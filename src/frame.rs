//
// frame.rs
//

use bitflags::bitflags;
use embedded_can::{ExtendedId, Frame, Id, StandardId};

/// Payload capacity of a classic CAN frame.
pub const MAX_DATA_LEN: usize = 8;

bitflags! {
    /// Coarse error classes carried in the ID field of an error record.
    #[derive(Debug, Clone, Copy, PartialEq, Eq)]
    pub struct ErrorClass: u32 {
        const TX_TIMEOUT       = 1 << 0;
        const LOST_ARBITRATION = 1 << 1;
        const CONTROLLER       = 1 << 2;
        const PROTOCOL         = 1 << 3;
        const TRANSCEIVER      = 1 << 4;
        const NO_ACK           = 1 << 5;
        const BUS_OFF          = 1 << 6;
        const BUS_ERROR        = 1 << 7;
        const RESTARTED        = 1 << 8;
        const INTERNAL         = 1 << 9;
    }
}

bitflags! {
    /// Controller status detail carried in payload byte 1 of an error record.
    #[derive(Debug, Clone, Copy, PartialEq, Eq)]
    pub struct ControllerStatus: u8 {
        const RX_OVERFLOW = 1 << 0;
        const TX_OVERFLOW = 1 << 1;
        const RX_WARNING  = 1 << 2;
        const TX_WARNING  = 1 << 3;
        const RX_PASSIVE  = 1 << 4;
        const TX_PASSIVE  = 1 << 5;
    }
}

bitflags! {
    /// Protocol violation detail carried in payload byte 2 of an error record.
    #[derive(Debug, Clone, Copy, PartialEq, Eq)]
    pub struct ProtocolViolation: u8 {
        const BIT      = 1 << 0;
        const FORM     = 1 << 1;
        const STUFF    = 1 << 2;
        const BIT0     = 1 << 3;
        const BIT1     = 1 << 4;
        const OVERLOAD = 1 << 5;
        const ACTIVE   = 1 << 6;
        const TX       = 1 << 7;
    }
}

/// One CAN bus transaction as carried by the character device.
///
/// Unlike a plain CAN frame this keeps the declared DLC even when it
/// exceeds the 8-byte payload (the hardware clamps the payload, not the
/// DLC), and it can represent the driver's error reports, where the ID
/// is an [`ErrorClass`] mask and payload bytes 1 and 2 hold detail masks.
#[derive(Debug, Clone, PartialEq, Eq)]
pub struct FrameRecord {
    id: u32,
    extended: bool,
    remote: bool,
    error: bool,
    dlc: u8,
    data: [u8; MAX_DATA_LEN],
}

impl FrameRecord {
    /// Builds a record from decoded wire fields. The ID is masked to the
    /// width selected by `extended` so that `id()` is always in range.
    pub(crate) fn from_wire(
        id: u32,
        dlc: u8,
        remote: bool,
        error: bool,
        extended: bool,
        data: &[u8],
    ) -> Self {
        let id = if extended {
            id & ExtendedId::MAX.as_raw()
        } else {
            id & u32::from(StandardId::MAX.as_raw())
        };

        let mut payload = [0u8; MAX_DATA_LEN];
        let n = data.len().min(MAX_DATA_LEN);
        payload[..n].copy_from_slice(&data[..n]);

        FrameRecord { id, extended, remote, error, dlc, data: payload }
    }

    /// Creates an error report record. The driver sends these with a full
    /// DLC; byte 1 carries the controller status and byte 2 the protocol
    /// violation detail.
    pub fn new_error(
        classes: ErrorClass,
        controller: ControllerStatus,
        protocol: ProtocolViolation,
    ) -> Self {
        let mut data = [0u8; MAX_DATA_LEN];
        data[1] = controller.bits();
        data[2] = protocol.bits();

        FrameRecord {
            id: classes.bits(),
            extended: false,
            remote: false,
            error: true,
            dlc: MAX_DATA_LEN as u8,
            data,
        }
    }

    /// The ID field without interpretation (for error records this is the
    /// raw class mask).
    pub fn raw_id(&self) -> u32 {
        self.id
    }

    pub fn is_error_report(&self) -> bool {
        self.error
    }

    /// Number of payload bytes actually present on the wire. The declared
    /// DLC may be larger; the hardware clamps at [`MAX_DATA_LEN`].
    pub fn payload_len(&self) -> usize {
        usize::from(self.dlc).min(MAX_DATA_LEN)
    }

    pub fn error_classes(&self) -> ErrorClass {
        ErrorClass::from_bits_truncate(self.id)
    }

    pub fn controller_status(&self) -> ControllerStatus {
        ControllerStatus::from_bits_truncate(self.data.get(1).copied().unwrap_or(0))
    }

    pub fn protocol_violation(&self) -> ProtocolViolation {
        ProtocolViolation::from_bits_truncate(self.data.get(2).copied().unwrap_or(0))
    }

    /// Raw payload storage, independent of frame kind. The wire encoder
    /// wants this; display code wants [`Frame::data`] instead.
    pub(crate) fn raw_data(&self) -> &[u8] {
        &self.data[..self.payload_len()]
    }
}

impl Frame for FrameRecord {
    fn new(id: impl Into<Id>, data: &[u8]) -> Option<Self> {
        if data.len() > MAX_DATA_LEN {
            return None;
        }

        let id: Id = id.into();

        let mut payload = [0u8; MAX_DATA_LEN];
        payload[..data.len()].copy_from_slice(data);

        Some(FrameRecord {
            id: raw_of(&id),
            extended: matches!(id, Id::Extended(_)),
            remote: false,
            error: false,
            dlc: data.len() as u8,
            data: payload,
        })
    }

    fn new_remote(id: impl Into<Id>, dlc: usize) -> Option<Self> {
        if dlc > MAX_DATA_LEN {
            return None;
        }

        let id: Id = id.into();

        Some(FrameRecord {
            id: raw_of(&id),
            extended: matches!(id, Id::Extended(_)),
            remote: true,
            error: false,
            dlc: dlc as u8,
            data: [0u8; MAX_DATA_LEN],
        })
    }

    fn id(&self) -> Id {
        // Masked on construction, so the conversions cannot fail.
        if self.extended {
            Id::Extended(ExtendedId::new(self.id).unwrap())
        } else {
            Id::Standard(StandardId::new(self.id as u16).unwrap())
        }
    }

    fn is_extended(&self) -> bool {
        self.extended
    }

    fn is_remote_frame(&self) -> bool {
        self.remote
    }

    fn dlc(&self) -> usize {
        usize::from(self.dlc)
    }

    /// Payload view. Empty for remote frames and error reports, whose
    /// payload bytes carry no message data.
    fn data(&self) -> &[u8] {
        if self.remote || self.error {
            &[]
        } else {
            &self.data[..self.payload_len()]
        }
    }
}

pub fn raw_of(id: &Id) -> u32 {
    match id {
        Id::Standard(id) => u32::from(id.as_raw()),
        Id::Extended(id) => id.as_raw(),
    }
}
----
• _Task requirements_
Exactly as shown above, return all of the entries.

• _Finished task_
filename src/frame.rs
//
// frame.rs
//

use bitflags::bitflags;
use embedded_can::{ExtendedId, Frame, Id, StandardId};

/// Payload capacity of a classic CAN frame.
pub const MAX_DATA_LEN: usize = 8;

bitflags! {
    /// Coarse error classes carried in the ID field of an error record.
    #[derive(Debug, Clone, Copy, PartialEq, Eq)]
    pub struct ErrorClass: u32 {
        const TX_TIMEOUT       = 1 << 0;
        const LOST_ARBITRATION = 1 << 1;
        const CONTROLLER       = 1 << 2;
        const PROTOCOL         = 1 << 3;
        const TRANSCEIVER      = 1 << 4;
        const NO_ACK           = 1 << 5;
        const BUS_OFF          = 1 << 6;
        const BUS_ERROR        = 1 << 7;
        const RESTARTED        = 1 << 8;
        const INTERNAL         = 1 << 9;
    }
}

bitflags! {
    /// Controller status detail carried in payload byte 1 of an error record.
    #[derive(Debug, Clone, Copy, PartialEq, Eq)]
    pub struct ControllerStatus: u8 {
        const RX_OVERFLOW = 1 << 0;
        const TX_OVERFLOW = 1 << 1;
        const RX_WARNING  = 1 << 2;
        const TX_WARNING  = 1 << 3;
        const RX_PASSIVE  = 1 << 4;
        const TX_PASSIVE  = 1 << 5;
    }
}

bitflags! {
    /// Protocol violation detail carried in payload byte 2 of an error record.
    #[derive(Debug, Clone, Copy, PartialEq, Eq)]
    pub struct ProtocolViolation: u8 {
        const BIT      = 1 << 0;
        const FORM     = 1 << 1;
        const STUFF    = 1 << 2;
        const BIT0     = 1 << 3;
        const BIT1     = 1 << 4;
        const OVERLOAD = 1 << 5;
        const ACTIVE   = 1 << 6;
        const TX       = 1 << 7;
    }
}

/// One CAN bus transaction as carried by the character device.
///
/// Unlike a plain CAN frame this keeps the declared DLC even when it
/// exceeds the 8-byte payload (the hardware clamps the payload, not the
/// DLC), and it can represent the driver's error reports, where the ID
/// is an [`ErrorClass`] mask and payload bytes 1 and 2 hold detail masks.
#[derive(Debug, Clone, PartialEq, Eq)]
pub struct FrameRecord {
    id: u32,
    extended: bool,
    remote: bool,
    error: bool,
    dlc: u8,
    data: [u8; MAX_DATA_LEN],
}

impl FrameRecord {
    /// Builds a record from decoded wire fields. The ID is masked to the
    /// width selected by `extended` so that `id()` is always in range.
    pub(crate) fn from_wire(
        id: u32,
        dlc: u8,
        remote: bool,
        error: bool,
        extended: bool,
        data: &[u8],
    ) -> Self {
        let id = if extended {
            id & ExtendedId::MAX.as_raw()
        } else {
            id & u32::from(StandardId::MAX.as_raw())
        };

        let mut payload = [0u8; MAX_DATA_LEN];
        let n = data.len().min(MAX_DATA_LEN);
        payload[..n].copy_from_slice(&data[..n]);

        FrameRecord { id, extended, remote, error, dlc, data: payload }
    }

    /// Creates an error report record. The driver sends these with a full
    /// DLC; byte 1 carries the controller status and byte 2 the protocol
    /// violation detail.
    pub fn new_error(
        classes: ErrorClass,
        controller: ControllerStatus,
        protocol: ProtocolViolation,
    ) -> Self {
        let mut data = [0u8; MAX_DATA_LEN];
        data[1] = controller.bits();
        data[2] = protocol.bits();

        FrameRecord {
            id: classes.bits(),
            extended: false,
            remote: false,
            error: true,
            dlc: MAX_DATA_LEN as u8,
            data,
        }
    }

    /// The ID field without interpretation (for error records this is the
    /// raw class mask).
    pub fn raw_id(&self) -> u32 {
        self.id
    }

    pub fn is_error_report(&self) -> bool {
        self.error
    }

    /// Number of payload bytes actually present on the wire. The declared
    /// DLC may be larger; the hardware clamps at [`MAX_DATA_LEN`].
    pub fn payload_len(&self) -> usize {
        usize::from(self.dlc).min(MAX_DATA_LEN)
    }

    pub fn error_classes(&self) -> ErrorClass {
        ErrorClass::from_bits_truncate(self.id)
    }

    pub fn controller_status(&self) -> ControllerStatus {
        ControllerStatus::from_bits_truncate(self.data.get(1).copied().unwrap_or(0))
    }

    pub fn protocol_violation(&self) -> ProtocolViolation {
        ProtocolViolation::from_bits_truncate(self.data.get(2).copied().unwrap_or(0))
    }

    /// Raw payload storage, independent of frame kind. The wire encoder
    /// wants this; display code wants [`Frame::data`] instead.
    pub(crate) fn raw_data(&self) -> &[u8] {
        &self.data[..self.payload_len()]
    }
}

impl Frame for FrameRecord {
    fn new(id: impl Into<Id>, data: &[u8]) -> Option<Self> {
        if data.len() > MAX_DATA_LEN {
            return None;
        }

        let id: Id = id.into();

        let mut payload = [0u8; MAX_DATA_LEN];
        payload[..data.len()].copy_from_slice(data);

        Some(FrameRecord {
            id: raw_of(&id),
            extended: matches!(id, Id::Extended(_)),
            remote: false,
            error: false,
            dlc: data.len() as u8,
            data: payload,
        })
    }

    fn new_remote(id: impl Into<Id>, dlc: usize) -> Option<Self> {
        if dlc > MAX_DATA_LEN {
            return None;
        }

        let id: Id = id.into();

        Some(FrameRecord {
            id: raw_of(&id),
            extended: matches!(id, Id::Extended(_)),
            remote: true,
            error: false,
            dlc: dlc as u8,
            data: [0u8; MAX_DATA_LEN],
        })
    }

    fn id(&self) -> Id {
        // Masked on construction, so the conversions cannot fail.
        if self.extended {
            Id::Extended(ExtendedId::new(self.id).unwrap())
        } else {
            Id::Standard(StandardId::new(self.id as u16).unwrap())
        }
    }

    fn is_extended(&self) -> bool {
        self.extended
    }

    fn is_remote_frame(&self) -> bool {
        self.remote
    }

    fn dlc(&self) -> usize {
        usize::from(self.dlc)
    }

    /// Payload view. Empty for remote frames and error reports, whose
    /// payload bytes carry no message data.
    fn data(&self) -> &[u8] {
        if self.remote || self.error {
            &[]
        } else {
            &self.data[..self.payload_len()]
        }
    }
}

pub fn raw_of(id: &Id) -> u32 {
    match id {
        Id::Standard(id) => u32::from(id.as_raw()),
        Id::Extended(id) => id.as_raw(),
    }
}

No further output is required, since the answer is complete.